HONG KONG (AP) — China’s exports slowed in November and its imports declined, falling below forecasts and underscoring potential weakness in trade at a time when its leaders are striving to boost the economy after the shocks of the COVID-19 pandemic.
Customs data Tuesday showed exports grew 6.7% from a year earlier, down from a 12.7% increase in October. Analysts had estimated that exports had risen more than 8%.
Imports fell 3.9% from a year earlier, reflecting weak demand from industries and consumers.
With exports outpacing imports, China’s trade surplus rose to $97.4 billion.
The report came a day after Beijing pledged to loosen monetary policy and provide more support for the world’s No. 2 economy.
U.S. President-elect Donald Trump has threatened to slap tariffs of 60% or more on imports of Chinese goods, complicating Beijing's efforts by threatening an area of the economy that has performed relatively well while the property sector remains in the doldrums and consumer spending remains fragile.
Some analysts say that the latest setbacks are likely to be temporary.
“We expect exports to accelerate again in the coming months, supported by gains in export competitiveness and exporters front-running tariffs,” Zichun Huang of Capital Economics said in a note.
“Import volumes declined last month, but they are likely to recover in the short run as accelerated fiscal spending boosts demand for industrial commodities,” she said.
The effects of tariffs will likely only be felt in the middle of 2025, Huang wrote.
Exports to the U.S. grew 8% in November compared to the same period last year, while outbound goods to the European Union rose 7.2%.

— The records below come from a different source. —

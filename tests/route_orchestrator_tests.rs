mod common;

use common::*;
use std::sync::Arc;
use stepmap_nav::adapters::outbound::InMemoryMapRenderer;
use stepmap_nav::common::{LocalValidationError, RouteError};
use stepmap_nav::domains::navigation::*;

fn request(waypoints: &[GeoPoint]) -> RouteRequest {
    RouteRequest { origin: ORIGIN, waypoints: waypoints.to_vec() }
}

#[tokio::test]
async fn test_success_draws_route_and_fits_bounds() {
    let backend = Arc::new(EchoRoutingBackend::new());
    let renderer = InMemoryMapRenderer::new();
    let mut orchestrator = RouteOrchestrator::new(backend.clone());

    let outcome = orchestrator.request_route(request(&[FAR]), &renderer).await.unwrap();

    let layer = match outcome {
        RouteOutcome::Drawn(layer) => layer,
        other => panic!("Expected Drawn, got {:?}", other),
    };
    assert_eq!(orchestrator.drawn_layer(), Some(layer));
    assert_eq!(line_of(&renderer.active_route().unwrap()), vec![ORIGIN, FAR]);
    let bounds = renderer.last_bounds().unwrap();
    assert!(bounds.contains(&ORIGIN) && bounds.contains(&FAR));
    assert_eq!(backend.calls(), 1);
}

#[tokio::test]
async fn test_stale_response_is_discarded() {
    let backend = Arc::new(EchoRoutingBackend::new());
    let renderer = InMemoryMapRenderer::new();
    let mut orchestrator = RouteOrchestrator::new(backend.clone());

    let r1 = orchestrator.prepare(request(&[FAR, FARTHER])).unwrap();
    let r2 = orchestrator.prepare(request(&[FARTHER])).unwrap();
    assert!(r1.ticket() < r2.ticket());

    // R2 answers first, R1 arrives late
    let done2 = r2.run().await;
    let done1 = r1.run().await;

    assert!(matches!(orchestrator.complete(done2, &renderer), RouteOutcome::Drawn(_)));
    assert_eq!(orchestrator.complete(done1, &renderer), RouteOutcome::Discarded);

    assert_eq!(renderer.layer_count(), 1);
    assert_eq!(line_of(&renderer.active_route().unwrap()), vec![ORIGIN, FARTHER]);
}

#[tokio::test]
async fn test_stale_response_arriving_first_is_also_discarded() {
    let backend = Arc::new(EchoRoutingBackend::new());
    let renderer = InMemoryMapRenderer::new();
    let mut orchestrator = RouteOrchestrator::new(backend.clone());

    let r1 = orchestrator.prepare(request(&[FAR])).unwrap();
    let r2 = orchestrator.prepare(request(&[FARTHER])).unwrap();

    let done1 = r1.run().await;
    assert_eq!(orchestrator.complete(done1, &renderer), RouteOutcome::Discarded);
    assert_eq!(renderer.layer_count(), 0);

    let done2 = r2.run().await;
    assert!(matches!(orchestrator.complete(done2, &renderer), RouteOutcome::Drawn(_)));
    assert_eq!(line_of(&renderer.active_route().unwrap()), vec![ORIGIN, FARTHER]);
}

#[tokio::test]
async fn test_new_route_replaces_previous_layer() {
    let backend = Arc::new(EchoRoutingBackend::new());
    let renderer = InMemoryMapRenderer::new();
    let mut orchestrator = RouteOrchestrator::new(backend);

    orchestrator.request_route(request(&[FAR]), &renderer).await.unwrap();
    orchestrator.request_route(request(&[FARTHER]), &renderer).await.unwrap();

    assert_eq!(renderer.layer_count(), 1);
    assert_eq!(line_of(&renderer.active_route().unwrap()), vec![ORIGIN, FARTHER]);
}

#[tokio::test]
async fn test_zero_waypoints_rejected_without_backend_call() {
    let backend = Arc::new(EchoRoutingBackend::new());
    let renderer = InMemoryMapRenderer::new();
    let mut orchestrator = RouteOrchestrator::new(backend.clone());

    let result = orchestrator.request_route(request(&[]), &renderer).await;
    assert_eq!(result.unwrap_err(), LocalValidationError::NoPlacedWaypoints);
    assert_eq!(backend.calls(), 0);
    assert!(!orchestrator.is_in_flight());
}

#[tokio::test]
async fn test_failure_is_reported_and_keeps_existing_route() {
    let backend = Arc::new(EchoRoutingBackend::new());
    let renderer = InMemoryMapRenderer::new();
    let mut orchestrator = RouteOrchestrator::new(backend.clone());

    orchestrator.request_route(request(&[FAR]), &renderer).await.unwrap();
    backend.set_failing(true);
    let outcome = orchestrator.request_route(request(&[FARTHER]), &renderer).await.unwrap();

    match outcome {
        RouteOutcome::Failed(RouteError::BackendRejected { status, .. }) => assert_eq!(status, 500),
        other => panic!("Expected BackendRejected, got {:?}", other),
    }
    assert_eq!(line_of(&renderer.active_route().unwrap()), vec![ORIGIN, FAR]);
    // no automatic retry
    assert_eq!(backend.calls(), 2);
}

#[tokio::test]
async fn test_clear_removes_route_and_invalidates_in_flight() {
    let backend = Arc::new(EchoRoutingBackend::new());
    let renderer = InMemoryMapRenderer::new();
    let mut orchestrator = RouteOrchestrator::new(backend);

    orchestrator.request_route(request(&[FAR]), &renderer).await.unwrap();
    let pending = orchestrator.prepare(request(&[FARTHER])).unwrap();

    assert!(orchestrator.clear(&renderer));
    assert_eq!(renderer.layer_count(), 0);

    let done = pending.run().await;
    assert_eq!(orchestrator.complete(done, &renderer), RouteOutcome::Discarded);
    assert_eq!(renderer.layer_count(), 0);
    assert!(!orchestrator.clear(&renderer));
}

However, shipments to Russia fell 2.6% year-on-year compared to October, when exports to Russia rose 27%. The decline comes several months after the U.S. imposed secondary sanctions on goods deemed to support Russia's military operations, including some Chinese firms that the U.S. accused of helping Moscow circumvent sanctions.
In another sign of slack demand, consumer inflation in November was a lower-than-expected 0.2%, according to data released Monday, down from 0.3% the month before mainly due to lower food prices.
But late last month, an official survey by the National Bureau of Statistics showed China's factory activity expanding for a second consecutive month in November, rising to 50.3, the highest figure reported in seven months. A reading above 50 suggests growth while below 50 represents a contraction.
The revival in factory orders may also reflect efforts to beat higher tariffs, analysts said.